- [Task to carry out]:
Lines below that include "data" are the answer; copy each one.

--- START ---

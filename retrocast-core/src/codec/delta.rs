//! zstd key frames plus XOR deltas against the most recent key frame.
//!
//! Deltas reference the key frame rather than the previous frame, so a
//! viewer that drops any number of delta payloads (latest-frame-wins
//! queues do that routinely) still decodes the next one correctly.
//! Losing a key frame stalls decoding until the next one.
//!
//! ## Wire format
//!
//! ```text
//! kind:    u8   (0 = key frame, 1 = delta)
//! key_id:  u32  (LE, id of the key frame the payload belongs to)
//! body:    [u8] (zstd; key = raw framebuffer, delta = framebuffer XOR key)
//! ```

use bytes::{BufMut, Bytes, BytesMut};

use crate::codec::{EncodedFrame, VideoConfig, VideoDecoder, VideoEncoder};
use crate::error::StreamError;
use crate::pipeline::FrameBuffer;

/// Codec identifier announced in `init`.
pub const CODEC_ID: &str = "zstd-xor";

const HEADER_LEN: usize = 5;
const KIND_KEY: u8 = 0;
const KIND_DELTA: u8 = 1;

const MIN_LEVEL: i32 = 1;
const MAX_LEVEL: i32 = 9;

// ── DeltaEncoder ─────────────────────────────────────────────────

/// Stateful encoder; remembers the last key frame.
pub struct DeltaEncoder {
    config: Option<VideoConfig>,
    compression_level: i32,
    key_frame: Vec<u8>,
    key_id: u32,
    scratch: Vec<u8>,
    frames_since_key: u32,
    force_key: bool,
}

impl DeltaEncoder {
    pub fn new(compression_level: i32) -> Self {
        Self {
            config: None,
            compression_level: compression_level.clamp(MIN_LEVEL, MAX_LEVEL),
            key_frame: Vec::new(),
            key_id: 0,
            scratch: Vec::new(),
            frames_since_key: 0,
            force_key: true,
        }
    }

    pub fn compression_level(&self) -> i32 {
        self.compression_level
    }

    fn wants_key_frame(&self, config: &VideoConfig) -> bool {
        self.force_key
            || self.key_frame.is_empty()
            || self.frames_since_key >= config.key_frame_interval.max(1)
    }

    fn frame_payload(&self, kind: u8, body: &[u8]) -> Result<Bytes, StreamError> {
        let compressed = zstd::bulk::compress(body, self.compression_level)
            .map_err(|e| StreamError::Codec(format!("zstd encode failed: {e}")))?;
        let mut out = BytesMut::with_capacity(HEADER_LEN + compressed.len());
        out.put_u8(kind);
        out.put_u32_le(self.key_id);
        out.extend_from_slice(&compressed);
        Ok(out.freeze())
    }
}

impl VideoEncoder for DeltaEncoder {
    fn codec_id(&self) -> &str {
        CODEC_ID
    }

    fn configure(&mut self, config: VideoConfig) -> Result<(), StreamError> {
        if config.geometry.byte_len() == 0 {
            return Err(StreamError::Codec("empty frame geometry".into()));
        }
        self.config = Some(config);
        self.key_frame.clear();
        self.force_key = true;
        Ok(())
    }

    fn encode_frame(&mut self, frame: &FrameBuffer) -> Result<Vec<EncodedFrame>, StreamError> {
        let config = self
            .config
            .ok_or_else(|| StreamError::Codec("encoder not configured".into()))?;
        let data = frame.data();

        if self.wants_key_frame(&config) {
            self.key_id = self.key_id.wrapping_add(1);
            self.key_frame.clear();
            self.key_frame.extend_from_slice(data);
            self.frames_since_key = 0;
            self.force_key = false;
            let payload = self.frame_payload(KIND_KEY, data)?;
            return Ok(vec![EncodedFrame {
                data: payload,
                is_key_frame: true,
            }]);
        }

        let mut scratch = std::mem::take(&mut self.scratch);
        scratch.clear();
        scratch.extend(data.iter().zip(&self.key_frame).map(|(a, b)| a ^ b));
        let payload = self.frame_payload(KIND_DELTA, &scratch);
        self.scratch = scratch;
        self.frames_since_key += 1;

        Ok(vec![EncodedFrame {
            data: payload?,
            is_key_frame: false,
        }])
    }

    fn request_key_frame(&mut self) {
        self.force_key = true;
    }

    /// Trade CPU for size when over budget, and the reverse when well under.
    fn adjust_quality(&mut self, measured_bitrate: u64) {
        let Some(config) = self.config else { return };
        if measured_bitrate > config.bitrate {
            self.compression_level = (self.compression_level + 1).min(MAX_LEVEL);
        } else if measured_bitrate < config.bitrate * 8 / 10 {
            self.compression_level = (self.compression_level - 1).max(MIN_LEVEL);
        }
    }
}

// ── DeltaDecoder ─────────────────────────────────────────────────

/// Viewer-side counterpart of [`DeltaEncoder`].
pub struct DeltaDecoder {
    frame_len: usize,
    key_frame: Vec<u8>,
    key_id: Option<u32>,
    frame: Vec<u8>,
}

impl DeltaDecoder {
    /// `frame_len` is the byte size of one decoded framebuffer.
    pub fn new(frame_len: usize) -> Self {
        Self {
            frame_len,
            key_frame: Vec::new(),
            key_id: None,
            frame: vec![0; frame_len],
        }
    }

    /// Last successfully decoded framebuffer.
    pub fn frame(&self) -> &[u8] {
        &self.frame
    }
}

impl VideoDecoder for DeltaDecoder {
    fn decode(&mut self, payload: &[u8]) -> Result<&[u8], StreamError> {
        if payload.len() < HEADER_LEN {
            return Err(StreamError::Codec(format!(
                "payload too short: {} < {HEADER_LEN}",
                payload.len()
            )));
        }
        let kind = payload[0];
        let key_id = u32::from_le_bytes([payload[1], payload[2], payload[3], payload[4]]);
        let body = zstd::bulk::decompress(&payload[HEADER_LEN..], self.frame_len)
            .map_err(|e| StreamError::Codec(format!("zstd decode failed: {e}")))?;
        if body.len() != self.frame_len {
            return Err(StreamError::Codec(format!(
                "frame size mismatch: expected {}, got {}",
                self.frame_len,
                body.len()
            )));
        }

        match kind {
            KIND_KEY => {
                self.frame.copy_from_slice(&body);
                self.key_frame = body;
                self.key_id = Some(key_id);
            }
            KIND_DELTA => {
                if self.key_id != Some(key_id) {
                    return Err(StreamError::Codec(format!(
                        "delta references key frame {key_id}, which was not received"
                    )));
                }
                for ((out, d), k) in self.frame.iter_mut().zip(&body).zip(&self.key_frame) {
                    *out = d ^ k;
                }
            }
            other => {
                return Err(StreamError::Codec(format!("unknown frame kind {other}")));
            }
        }

        Ok(&self.frame)
    }
}

// ── Tests ────────────────────────────────────────────────────────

--- END ---

- [Task response]:
        let data = frame.data();
            self.key_frame.extend_from_slice(data);
            let payload = self.frame_payload(KIND_KEY, data)?;
                data: payload,
        scratch.extend(data.iter().zip(&self.key_frame).map(|(a, b)| a ^ b));
            data: payload?,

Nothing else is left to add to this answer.